(Extracted records)
++++++++

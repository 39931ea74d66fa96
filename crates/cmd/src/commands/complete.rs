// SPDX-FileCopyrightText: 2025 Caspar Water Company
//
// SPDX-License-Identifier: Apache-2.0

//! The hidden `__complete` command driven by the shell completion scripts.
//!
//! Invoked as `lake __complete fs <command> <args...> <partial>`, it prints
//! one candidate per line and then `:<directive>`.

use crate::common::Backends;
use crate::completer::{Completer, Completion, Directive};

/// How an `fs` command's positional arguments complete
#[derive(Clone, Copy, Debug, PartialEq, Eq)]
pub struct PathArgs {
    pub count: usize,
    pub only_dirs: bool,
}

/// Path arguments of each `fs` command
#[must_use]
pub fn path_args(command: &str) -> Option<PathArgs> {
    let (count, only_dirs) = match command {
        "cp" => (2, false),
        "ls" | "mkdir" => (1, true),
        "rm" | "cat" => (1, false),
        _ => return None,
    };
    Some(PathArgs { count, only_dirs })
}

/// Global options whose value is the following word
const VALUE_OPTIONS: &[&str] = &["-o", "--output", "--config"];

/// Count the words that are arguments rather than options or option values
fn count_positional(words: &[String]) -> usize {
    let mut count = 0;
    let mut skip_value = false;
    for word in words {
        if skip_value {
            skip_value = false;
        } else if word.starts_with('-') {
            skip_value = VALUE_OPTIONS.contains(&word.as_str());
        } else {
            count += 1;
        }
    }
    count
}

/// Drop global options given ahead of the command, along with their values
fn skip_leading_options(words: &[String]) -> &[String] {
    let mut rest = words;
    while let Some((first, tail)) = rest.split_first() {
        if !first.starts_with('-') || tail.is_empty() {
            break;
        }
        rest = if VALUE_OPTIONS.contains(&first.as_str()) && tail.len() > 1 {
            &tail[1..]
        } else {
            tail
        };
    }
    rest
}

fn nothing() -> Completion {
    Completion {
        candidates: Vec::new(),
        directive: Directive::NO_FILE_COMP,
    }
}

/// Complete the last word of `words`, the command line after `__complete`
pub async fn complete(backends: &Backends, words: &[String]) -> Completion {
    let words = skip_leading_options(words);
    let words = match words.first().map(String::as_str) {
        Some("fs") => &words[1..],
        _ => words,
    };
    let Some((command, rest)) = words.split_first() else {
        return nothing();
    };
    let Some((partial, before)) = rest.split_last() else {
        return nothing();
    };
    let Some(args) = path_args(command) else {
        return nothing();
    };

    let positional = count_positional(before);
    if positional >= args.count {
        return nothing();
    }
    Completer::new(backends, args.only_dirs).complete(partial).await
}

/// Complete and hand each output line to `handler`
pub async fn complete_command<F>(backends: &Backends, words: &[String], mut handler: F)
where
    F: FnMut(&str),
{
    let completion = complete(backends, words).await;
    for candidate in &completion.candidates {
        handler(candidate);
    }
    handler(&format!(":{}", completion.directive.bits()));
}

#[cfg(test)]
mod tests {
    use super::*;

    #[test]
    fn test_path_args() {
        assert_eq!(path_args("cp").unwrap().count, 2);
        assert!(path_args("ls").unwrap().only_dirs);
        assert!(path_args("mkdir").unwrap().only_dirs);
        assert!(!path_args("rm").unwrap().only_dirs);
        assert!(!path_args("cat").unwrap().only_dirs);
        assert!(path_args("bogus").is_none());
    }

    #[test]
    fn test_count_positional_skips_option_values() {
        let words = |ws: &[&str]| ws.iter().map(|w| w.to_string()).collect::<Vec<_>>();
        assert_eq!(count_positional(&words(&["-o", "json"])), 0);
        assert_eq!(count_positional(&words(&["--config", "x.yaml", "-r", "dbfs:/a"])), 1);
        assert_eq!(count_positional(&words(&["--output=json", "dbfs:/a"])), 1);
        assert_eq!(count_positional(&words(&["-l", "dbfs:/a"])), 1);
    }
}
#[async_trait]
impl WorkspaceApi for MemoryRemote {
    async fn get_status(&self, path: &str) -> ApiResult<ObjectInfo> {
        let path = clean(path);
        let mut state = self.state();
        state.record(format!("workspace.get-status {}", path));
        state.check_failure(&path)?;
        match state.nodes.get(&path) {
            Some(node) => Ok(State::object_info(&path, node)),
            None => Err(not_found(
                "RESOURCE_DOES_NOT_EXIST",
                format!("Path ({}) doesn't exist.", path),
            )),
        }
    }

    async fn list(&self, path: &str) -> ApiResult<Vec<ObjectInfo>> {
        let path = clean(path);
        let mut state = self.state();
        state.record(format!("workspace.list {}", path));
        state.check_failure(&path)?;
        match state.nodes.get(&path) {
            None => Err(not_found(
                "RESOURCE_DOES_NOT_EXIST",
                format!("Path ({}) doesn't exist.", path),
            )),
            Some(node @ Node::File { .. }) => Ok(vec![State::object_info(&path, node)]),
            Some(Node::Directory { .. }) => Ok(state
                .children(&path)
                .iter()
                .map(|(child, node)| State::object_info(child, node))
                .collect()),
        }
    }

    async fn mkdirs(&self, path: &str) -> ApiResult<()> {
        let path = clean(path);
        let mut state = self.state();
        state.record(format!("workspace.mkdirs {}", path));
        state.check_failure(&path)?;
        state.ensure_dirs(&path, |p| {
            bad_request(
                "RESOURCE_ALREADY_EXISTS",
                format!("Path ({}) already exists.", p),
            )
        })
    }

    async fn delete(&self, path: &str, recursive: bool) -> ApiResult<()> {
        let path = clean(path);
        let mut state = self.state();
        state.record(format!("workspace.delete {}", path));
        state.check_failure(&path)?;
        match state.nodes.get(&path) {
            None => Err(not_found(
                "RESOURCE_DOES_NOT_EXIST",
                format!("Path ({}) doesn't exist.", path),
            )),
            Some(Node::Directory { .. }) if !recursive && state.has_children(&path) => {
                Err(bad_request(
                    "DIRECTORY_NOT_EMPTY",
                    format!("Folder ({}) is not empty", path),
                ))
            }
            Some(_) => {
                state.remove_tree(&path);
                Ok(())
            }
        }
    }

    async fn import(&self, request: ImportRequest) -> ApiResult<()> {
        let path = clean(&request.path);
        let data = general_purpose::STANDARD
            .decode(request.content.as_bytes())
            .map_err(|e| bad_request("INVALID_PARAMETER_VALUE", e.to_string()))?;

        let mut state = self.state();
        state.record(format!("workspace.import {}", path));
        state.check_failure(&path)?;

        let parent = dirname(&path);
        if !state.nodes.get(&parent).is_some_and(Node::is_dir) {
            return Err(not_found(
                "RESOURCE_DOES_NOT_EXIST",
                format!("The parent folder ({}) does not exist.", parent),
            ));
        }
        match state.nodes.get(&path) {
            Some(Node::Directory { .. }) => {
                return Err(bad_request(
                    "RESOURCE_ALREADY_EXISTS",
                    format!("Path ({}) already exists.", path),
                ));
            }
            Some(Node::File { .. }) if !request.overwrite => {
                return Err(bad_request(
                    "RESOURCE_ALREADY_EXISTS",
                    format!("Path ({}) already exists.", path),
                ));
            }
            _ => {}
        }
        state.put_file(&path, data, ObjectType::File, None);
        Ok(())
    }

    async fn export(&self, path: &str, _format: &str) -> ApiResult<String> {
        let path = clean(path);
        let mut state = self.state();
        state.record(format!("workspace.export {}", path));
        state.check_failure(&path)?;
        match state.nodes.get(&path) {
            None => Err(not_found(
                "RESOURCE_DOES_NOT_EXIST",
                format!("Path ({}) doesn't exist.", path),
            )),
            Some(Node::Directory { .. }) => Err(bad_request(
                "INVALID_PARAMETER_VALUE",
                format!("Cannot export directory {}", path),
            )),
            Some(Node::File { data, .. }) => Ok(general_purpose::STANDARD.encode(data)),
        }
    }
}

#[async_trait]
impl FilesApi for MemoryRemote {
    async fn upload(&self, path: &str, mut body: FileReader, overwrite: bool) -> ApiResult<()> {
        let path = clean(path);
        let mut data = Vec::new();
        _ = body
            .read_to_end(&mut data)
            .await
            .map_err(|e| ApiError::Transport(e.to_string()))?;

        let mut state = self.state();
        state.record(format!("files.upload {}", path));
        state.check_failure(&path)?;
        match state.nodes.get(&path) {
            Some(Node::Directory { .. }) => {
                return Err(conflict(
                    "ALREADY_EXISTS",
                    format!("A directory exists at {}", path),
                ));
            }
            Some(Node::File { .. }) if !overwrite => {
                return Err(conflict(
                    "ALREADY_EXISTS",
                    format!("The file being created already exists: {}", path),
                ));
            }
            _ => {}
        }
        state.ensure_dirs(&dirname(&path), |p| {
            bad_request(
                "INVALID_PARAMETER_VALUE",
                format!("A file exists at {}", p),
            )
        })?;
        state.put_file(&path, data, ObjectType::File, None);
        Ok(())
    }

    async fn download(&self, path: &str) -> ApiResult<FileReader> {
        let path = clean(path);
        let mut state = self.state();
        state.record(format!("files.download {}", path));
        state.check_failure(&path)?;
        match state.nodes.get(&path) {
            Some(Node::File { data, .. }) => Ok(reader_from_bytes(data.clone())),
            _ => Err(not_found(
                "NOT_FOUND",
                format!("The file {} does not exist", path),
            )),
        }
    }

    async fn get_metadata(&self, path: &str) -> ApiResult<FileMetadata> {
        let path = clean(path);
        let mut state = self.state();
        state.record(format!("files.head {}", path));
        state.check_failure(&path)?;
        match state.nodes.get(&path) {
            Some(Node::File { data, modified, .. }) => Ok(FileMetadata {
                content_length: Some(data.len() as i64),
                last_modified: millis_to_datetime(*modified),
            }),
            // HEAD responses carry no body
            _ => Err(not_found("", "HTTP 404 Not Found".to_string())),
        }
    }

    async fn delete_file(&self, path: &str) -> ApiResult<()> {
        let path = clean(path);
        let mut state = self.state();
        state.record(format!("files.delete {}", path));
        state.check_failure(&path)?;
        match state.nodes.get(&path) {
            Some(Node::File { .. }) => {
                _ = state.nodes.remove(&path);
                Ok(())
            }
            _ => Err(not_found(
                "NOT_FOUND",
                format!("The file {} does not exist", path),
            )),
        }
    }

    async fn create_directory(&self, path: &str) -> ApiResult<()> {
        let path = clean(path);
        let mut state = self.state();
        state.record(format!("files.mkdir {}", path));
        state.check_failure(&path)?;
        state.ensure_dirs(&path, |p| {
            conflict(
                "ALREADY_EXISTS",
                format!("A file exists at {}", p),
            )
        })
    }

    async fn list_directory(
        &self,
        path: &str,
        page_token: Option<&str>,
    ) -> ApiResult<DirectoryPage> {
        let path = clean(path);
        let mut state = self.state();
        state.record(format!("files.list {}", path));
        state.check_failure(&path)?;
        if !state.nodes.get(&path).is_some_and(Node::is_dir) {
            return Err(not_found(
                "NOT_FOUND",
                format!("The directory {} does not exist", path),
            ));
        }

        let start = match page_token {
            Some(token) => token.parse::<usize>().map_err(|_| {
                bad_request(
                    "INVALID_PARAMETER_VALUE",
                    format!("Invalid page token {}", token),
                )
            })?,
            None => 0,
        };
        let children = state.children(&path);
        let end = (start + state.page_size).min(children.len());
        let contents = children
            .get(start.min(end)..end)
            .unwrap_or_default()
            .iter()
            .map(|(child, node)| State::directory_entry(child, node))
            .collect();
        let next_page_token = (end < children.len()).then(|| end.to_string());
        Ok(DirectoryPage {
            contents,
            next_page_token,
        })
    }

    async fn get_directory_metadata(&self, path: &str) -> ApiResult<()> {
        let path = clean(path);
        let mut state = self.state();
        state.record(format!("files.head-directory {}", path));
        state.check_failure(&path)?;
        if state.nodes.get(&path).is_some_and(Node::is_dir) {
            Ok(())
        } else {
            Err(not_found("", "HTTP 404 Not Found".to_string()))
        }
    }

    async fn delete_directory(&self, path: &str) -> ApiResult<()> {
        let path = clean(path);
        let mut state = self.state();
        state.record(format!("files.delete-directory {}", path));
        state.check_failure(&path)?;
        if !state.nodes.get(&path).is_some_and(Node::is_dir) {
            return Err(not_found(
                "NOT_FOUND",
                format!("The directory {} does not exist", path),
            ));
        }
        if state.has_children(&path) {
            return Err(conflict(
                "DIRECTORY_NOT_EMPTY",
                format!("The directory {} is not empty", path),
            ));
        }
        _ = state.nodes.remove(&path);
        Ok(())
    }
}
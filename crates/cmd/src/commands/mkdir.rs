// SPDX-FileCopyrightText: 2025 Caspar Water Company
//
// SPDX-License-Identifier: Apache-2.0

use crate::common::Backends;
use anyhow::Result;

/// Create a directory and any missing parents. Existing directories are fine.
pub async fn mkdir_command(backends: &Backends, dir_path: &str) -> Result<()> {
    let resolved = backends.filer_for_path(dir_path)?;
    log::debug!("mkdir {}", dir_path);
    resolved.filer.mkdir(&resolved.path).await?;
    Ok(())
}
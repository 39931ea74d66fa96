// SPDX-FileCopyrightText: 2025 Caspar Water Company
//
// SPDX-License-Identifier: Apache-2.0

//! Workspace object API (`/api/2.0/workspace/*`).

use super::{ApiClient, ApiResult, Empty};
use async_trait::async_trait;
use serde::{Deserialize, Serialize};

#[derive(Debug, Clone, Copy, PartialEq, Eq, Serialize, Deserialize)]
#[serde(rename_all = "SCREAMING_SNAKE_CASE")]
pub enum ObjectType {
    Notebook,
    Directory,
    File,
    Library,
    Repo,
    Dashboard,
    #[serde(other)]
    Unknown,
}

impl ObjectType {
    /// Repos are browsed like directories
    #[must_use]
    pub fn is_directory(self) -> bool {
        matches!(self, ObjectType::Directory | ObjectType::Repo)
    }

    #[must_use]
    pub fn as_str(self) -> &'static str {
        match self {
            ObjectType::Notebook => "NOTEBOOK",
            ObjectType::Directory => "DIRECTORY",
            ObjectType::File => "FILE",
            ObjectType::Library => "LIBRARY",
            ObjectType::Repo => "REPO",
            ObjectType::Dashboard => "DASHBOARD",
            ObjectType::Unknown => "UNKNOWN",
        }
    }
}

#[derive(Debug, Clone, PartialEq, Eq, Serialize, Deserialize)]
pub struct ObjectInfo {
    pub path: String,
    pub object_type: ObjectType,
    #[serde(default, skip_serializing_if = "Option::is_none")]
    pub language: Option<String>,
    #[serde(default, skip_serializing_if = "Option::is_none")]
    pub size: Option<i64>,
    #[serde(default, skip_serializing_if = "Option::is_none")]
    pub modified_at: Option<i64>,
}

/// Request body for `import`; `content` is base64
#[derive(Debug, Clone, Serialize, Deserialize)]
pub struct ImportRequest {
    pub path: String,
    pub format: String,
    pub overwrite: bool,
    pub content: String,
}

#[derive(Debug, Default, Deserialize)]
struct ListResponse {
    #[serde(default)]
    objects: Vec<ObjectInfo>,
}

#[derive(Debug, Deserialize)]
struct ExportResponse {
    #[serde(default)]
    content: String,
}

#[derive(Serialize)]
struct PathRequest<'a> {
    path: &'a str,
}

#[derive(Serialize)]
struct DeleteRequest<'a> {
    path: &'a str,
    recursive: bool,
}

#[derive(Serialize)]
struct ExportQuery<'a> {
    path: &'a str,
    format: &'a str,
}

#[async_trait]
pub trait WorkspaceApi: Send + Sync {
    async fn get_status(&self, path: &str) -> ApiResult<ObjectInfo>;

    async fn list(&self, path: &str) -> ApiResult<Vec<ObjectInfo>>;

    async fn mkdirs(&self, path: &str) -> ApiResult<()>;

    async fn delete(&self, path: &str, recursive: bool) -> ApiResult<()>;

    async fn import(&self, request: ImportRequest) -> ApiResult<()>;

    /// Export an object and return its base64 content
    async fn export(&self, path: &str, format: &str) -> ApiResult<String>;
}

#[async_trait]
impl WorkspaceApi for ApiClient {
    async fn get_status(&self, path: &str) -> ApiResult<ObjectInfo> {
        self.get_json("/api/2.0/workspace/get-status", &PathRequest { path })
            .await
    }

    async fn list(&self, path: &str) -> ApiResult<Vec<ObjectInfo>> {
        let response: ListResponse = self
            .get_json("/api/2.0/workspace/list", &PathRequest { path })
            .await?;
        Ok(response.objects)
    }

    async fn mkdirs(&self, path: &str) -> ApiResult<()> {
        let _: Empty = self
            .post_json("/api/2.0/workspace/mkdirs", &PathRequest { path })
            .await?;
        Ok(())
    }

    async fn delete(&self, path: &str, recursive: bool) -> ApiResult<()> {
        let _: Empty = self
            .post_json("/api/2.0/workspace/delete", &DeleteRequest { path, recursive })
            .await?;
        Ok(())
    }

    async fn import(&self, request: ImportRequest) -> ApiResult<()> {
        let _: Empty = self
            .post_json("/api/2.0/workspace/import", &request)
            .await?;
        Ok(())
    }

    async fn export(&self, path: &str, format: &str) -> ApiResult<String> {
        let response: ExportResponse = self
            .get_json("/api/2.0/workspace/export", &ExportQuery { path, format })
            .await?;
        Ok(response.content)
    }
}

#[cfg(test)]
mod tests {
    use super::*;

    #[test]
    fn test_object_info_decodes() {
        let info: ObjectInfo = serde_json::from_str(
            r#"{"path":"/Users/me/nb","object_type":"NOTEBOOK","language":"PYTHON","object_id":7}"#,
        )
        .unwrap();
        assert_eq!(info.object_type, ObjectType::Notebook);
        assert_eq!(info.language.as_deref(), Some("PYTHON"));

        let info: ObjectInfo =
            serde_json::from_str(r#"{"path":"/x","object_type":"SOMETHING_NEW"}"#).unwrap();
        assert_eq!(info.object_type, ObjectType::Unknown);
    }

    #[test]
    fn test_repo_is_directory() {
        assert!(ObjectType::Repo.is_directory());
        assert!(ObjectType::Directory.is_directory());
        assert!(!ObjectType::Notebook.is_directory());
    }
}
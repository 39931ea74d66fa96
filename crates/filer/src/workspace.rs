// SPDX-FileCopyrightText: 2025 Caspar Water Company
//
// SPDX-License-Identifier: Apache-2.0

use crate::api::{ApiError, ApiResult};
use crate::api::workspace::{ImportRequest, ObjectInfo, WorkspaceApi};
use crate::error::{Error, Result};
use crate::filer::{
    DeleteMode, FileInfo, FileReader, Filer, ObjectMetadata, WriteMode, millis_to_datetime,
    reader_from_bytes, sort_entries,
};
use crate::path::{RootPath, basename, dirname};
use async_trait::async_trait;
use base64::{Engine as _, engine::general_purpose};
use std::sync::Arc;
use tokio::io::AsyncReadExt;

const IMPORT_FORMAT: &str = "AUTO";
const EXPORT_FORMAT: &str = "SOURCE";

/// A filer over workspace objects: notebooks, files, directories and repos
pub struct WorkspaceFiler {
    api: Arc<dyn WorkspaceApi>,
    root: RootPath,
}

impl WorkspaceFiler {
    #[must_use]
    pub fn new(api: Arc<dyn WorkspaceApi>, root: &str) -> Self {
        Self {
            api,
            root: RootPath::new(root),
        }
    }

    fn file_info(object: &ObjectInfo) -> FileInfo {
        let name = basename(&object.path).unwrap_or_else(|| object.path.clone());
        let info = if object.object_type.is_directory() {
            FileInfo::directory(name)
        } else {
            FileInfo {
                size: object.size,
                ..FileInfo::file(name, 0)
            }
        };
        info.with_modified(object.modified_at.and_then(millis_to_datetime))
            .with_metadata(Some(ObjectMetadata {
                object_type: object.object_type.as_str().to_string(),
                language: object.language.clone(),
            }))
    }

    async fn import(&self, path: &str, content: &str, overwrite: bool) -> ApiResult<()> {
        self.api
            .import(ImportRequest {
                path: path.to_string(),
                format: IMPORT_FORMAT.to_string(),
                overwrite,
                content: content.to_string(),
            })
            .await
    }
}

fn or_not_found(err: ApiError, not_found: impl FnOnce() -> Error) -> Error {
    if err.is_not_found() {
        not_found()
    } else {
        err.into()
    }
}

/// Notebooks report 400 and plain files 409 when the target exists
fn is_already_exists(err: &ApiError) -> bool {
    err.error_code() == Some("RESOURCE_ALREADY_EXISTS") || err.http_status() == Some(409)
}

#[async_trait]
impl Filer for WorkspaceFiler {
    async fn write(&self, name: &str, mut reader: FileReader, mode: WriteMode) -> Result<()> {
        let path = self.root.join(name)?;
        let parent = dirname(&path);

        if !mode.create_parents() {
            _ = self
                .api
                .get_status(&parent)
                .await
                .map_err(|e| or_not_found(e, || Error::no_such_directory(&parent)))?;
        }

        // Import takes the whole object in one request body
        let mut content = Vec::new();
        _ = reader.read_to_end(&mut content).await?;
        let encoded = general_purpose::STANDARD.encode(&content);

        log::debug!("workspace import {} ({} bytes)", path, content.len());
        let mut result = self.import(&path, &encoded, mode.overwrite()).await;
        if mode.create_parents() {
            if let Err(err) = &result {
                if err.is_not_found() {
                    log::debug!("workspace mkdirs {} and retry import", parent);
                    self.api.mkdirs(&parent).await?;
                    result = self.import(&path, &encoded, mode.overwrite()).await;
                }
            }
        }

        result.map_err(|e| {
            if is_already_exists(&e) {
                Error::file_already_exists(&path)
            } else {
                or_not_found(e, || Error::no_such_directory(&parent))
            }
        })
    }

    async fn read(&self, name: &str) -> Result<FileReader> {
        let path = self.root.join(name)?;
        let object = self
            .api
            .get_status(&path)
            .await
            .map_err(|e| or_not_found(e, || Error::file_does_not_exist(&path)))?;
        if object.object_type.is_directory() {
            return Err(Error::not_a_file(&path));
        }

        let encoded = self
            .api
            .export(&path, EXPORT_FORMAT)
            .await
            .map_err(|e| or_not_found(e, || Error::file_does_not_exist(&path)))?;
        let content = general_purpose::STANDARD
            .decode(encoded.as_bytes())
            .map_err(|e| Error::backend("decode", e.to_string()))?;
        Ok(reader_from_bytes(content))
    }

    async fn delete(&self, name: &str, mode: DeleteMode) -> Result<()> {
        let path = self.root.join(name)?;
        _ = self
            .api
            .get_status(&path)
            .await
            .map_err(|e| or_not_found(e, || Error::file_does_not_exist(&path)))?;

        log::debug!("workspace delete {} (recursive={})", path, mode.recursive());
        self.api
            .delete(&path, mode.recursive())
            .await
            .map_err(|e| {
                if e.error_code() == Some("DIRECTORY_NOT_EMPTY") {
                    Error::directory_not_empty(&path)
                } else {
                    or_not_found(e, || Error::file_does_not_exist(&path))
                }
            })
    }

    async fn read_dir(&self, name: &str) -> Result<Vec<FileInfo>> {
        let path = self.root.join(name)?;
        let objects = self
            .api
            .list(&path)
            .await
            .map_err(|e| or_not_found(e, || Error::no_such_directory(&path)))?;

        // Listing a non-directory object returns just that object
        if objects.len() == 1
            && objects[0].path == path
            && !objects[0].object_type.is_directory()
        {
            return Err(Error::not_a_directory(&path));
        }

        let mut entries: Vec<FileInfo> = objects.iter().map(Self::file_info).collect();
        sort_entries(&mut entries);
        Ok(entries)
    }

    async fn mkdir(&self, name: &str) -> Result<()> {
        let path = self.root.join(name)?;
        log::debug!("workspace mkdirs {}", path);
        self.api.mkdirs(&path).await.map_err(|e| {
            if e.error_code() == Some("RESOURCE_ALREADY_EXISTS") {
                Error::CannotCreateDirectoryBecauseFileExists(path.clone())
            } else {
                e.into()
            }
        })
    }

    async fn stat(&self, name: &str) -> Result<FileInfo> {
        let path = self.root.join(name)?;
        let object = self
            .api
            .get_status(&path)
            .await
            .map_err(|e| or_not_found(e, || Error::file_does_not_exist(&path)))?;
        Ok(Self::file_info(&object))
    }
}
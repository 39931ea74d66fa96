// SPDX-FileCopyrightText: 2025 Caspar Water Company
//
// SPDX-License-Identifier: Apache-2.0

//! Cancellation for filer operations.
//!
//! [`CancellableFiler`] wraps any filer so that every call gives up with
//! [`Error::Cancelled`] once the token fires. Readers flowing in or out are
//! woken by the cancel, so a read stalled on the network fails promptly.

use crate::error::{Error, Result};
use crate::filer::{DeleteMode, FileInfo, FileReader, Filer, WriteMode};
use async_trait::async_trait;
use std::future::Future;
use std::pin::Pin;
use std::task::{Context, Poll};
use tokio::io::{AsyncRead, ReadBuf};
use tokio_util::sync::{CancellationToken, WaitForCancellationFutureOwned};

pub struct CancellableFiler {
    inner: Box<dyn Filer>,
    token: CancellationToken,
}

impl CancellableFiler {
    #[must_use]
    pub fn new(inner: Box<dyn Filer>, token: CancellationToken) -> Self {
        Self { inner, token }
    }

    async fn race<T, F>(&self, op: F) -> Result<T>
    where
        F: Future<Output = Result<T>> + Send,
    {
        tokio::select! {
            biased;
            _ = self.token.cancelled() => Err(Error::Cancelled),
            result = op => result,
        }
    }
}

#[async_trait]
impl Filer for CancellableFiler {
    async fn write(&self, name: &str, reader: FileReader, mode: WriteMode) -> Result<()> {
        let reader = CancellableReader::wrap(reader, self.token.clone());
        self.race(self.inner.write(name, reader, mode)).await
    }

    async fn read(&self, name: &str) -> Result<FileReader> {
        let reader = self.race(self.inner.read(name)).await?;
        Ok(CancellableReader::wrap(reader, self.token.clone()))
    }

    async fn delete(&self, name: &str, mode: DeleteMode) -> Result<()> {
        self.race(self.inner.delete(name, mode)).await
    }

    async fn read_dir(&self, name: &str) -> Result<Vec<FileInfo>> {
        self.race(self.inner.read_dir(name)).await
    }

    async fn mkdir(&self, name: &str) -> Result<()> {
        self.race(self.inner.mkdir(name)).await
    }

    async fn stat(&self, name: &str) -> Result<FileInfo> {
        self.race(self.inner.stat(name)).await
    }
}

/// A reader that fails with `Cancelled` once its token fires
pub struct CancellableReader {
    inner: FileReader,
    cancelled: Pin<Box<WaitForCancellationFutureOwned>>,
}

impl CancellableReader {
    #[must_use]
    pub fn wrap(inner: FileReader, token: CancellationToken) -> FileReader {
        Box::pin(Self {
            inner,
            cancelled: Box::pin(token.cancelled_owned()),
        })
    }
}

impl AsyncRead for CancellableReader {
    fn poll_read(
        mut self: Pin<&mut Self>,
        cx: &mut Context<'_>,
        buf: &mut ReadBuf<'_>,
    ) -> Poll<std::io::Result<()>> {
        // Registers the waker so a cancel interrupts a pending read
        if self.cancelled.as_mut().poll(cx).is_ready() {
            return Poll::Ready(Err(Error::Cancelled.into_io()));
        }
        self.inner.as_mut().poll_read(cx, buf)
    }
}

++++++++

From the records above, copy each line where the word "dirname" can be found.

        let parent = dirname(&path);
        state.ensure_dirs(&dirname(&path), |p| {
use crate::path::{RootPath, basename, dirname};
        let parent = dirname(&path);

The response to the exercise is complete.